Not wanting to be churlish, the latest news on inflation is pretty good. The latest annual rate has come in below expectations. It’s a chunky enough drop — from 8.7 per cent to 7.9 per cent — the underlying or core rate is similarly down (indicating an easing of home-grown wage and cost inflation) and, having stalled last month, things are again on a downward trajectory.
It’s already pushed mortgage rates lower, and made it that bit less likely that the Bank of England will have to hike the official rate again when they next meet (3 August). People remortgaging and first-time buyers will still get a shock — but not one quite as stomach-churning as it might have been.
Politically too it’s a bit of a boost for Sunak, who might actually meet his (slightly vague) promise to halve inflation to about 5 per cent by the end of the year. There’s that big investment by Jaguar Land Rover in the electric vehicle battery factory; and he’s been getting his way on the Illegal Migration Bill. For now, before the triple whammy of tomorrow’s by-elections, Sunak can enjoy his few days of good news. He needs it.

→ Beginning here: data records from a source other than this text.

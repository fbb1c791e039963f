//! The transaction state machine and the actor service that owns it.

pub mod controller;
pub mod error;
pub mod outcome;
pub mod service;

pub use controller::Controller;
pub use error::VendError;
pub use outcome::{Dispensed, MachineView, Refund};
pub use service::MachineService;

Moderating inflation will ease, but obviously not solve, the cost of living crisis. Although it’s a bit obvious, it’s worth pointing out prices generally are still rising at a very rapid rate by recent standards. If you take a two-year view, a household that’s not been able to secure a decent pay rise will have had their purchasing power cut by about a fifth in two years.
Although petrol is down and gas and electricity tariffs are also due to fall soon, food inflation is running at about 17 per cent, and that hits poorer families especially badly; and anyone with cash savings in a bank or building society account will have seen them shredded.
Looking forward, you also have to see that future welcome reductions in the rate of price increases will be as a consequence of wage inflation coming down, which probably means that the economy will weaken more widely. There is talk of a recession next year, and that then is the price we pay (to borrow an unfortunate expression) for the reduction in inflation.
Prices won’t be rising as fast in 2024 as in 2023; but neither will wages. The economy is still suffering from labour shortages and a lack of investment, exacerbated by Brexit. The fact remains that the UK has the worst record on inflation among the G7 group of larger advanced economies, and that signals a deterioration in international competitiveness.
Being gloomy, which is the occupational hazard of being an economist, you’d also have to assess the threat to the present improvements in the economic stats — including things no British government can control.
The most obvious immediate example is the war in Ukraine. Although it sounds terribly remote, the collapse of the Black Sea Grain Initiative is extremely serious. Unless there is some way of getting huge quantities of cooking oils, fertiliser and grains out of the Black Sea, that will inevitably push global inflation higher.
The same would go for any further disruption in energy supplies. The recent extreme weather conditions may also disrupt harvests world-wide — an instance of inflation generated by climate change, or “climate-inflation”. Such external shocks, as we know, are impossible to predict and hazardous to manage.
For now, though, we should cherish a little good news. It will take more than a year to see inflation approaching the Bank of England target, and there will be further real-terms cuts to living standards.
The UK economy desperately needs workers and investment, and it’s hard to see where they are going to come from, post-Brexit and in such an anti-migration environment. The next decade will probably be a very hard slog. We have, though, perhaps turned one small corner.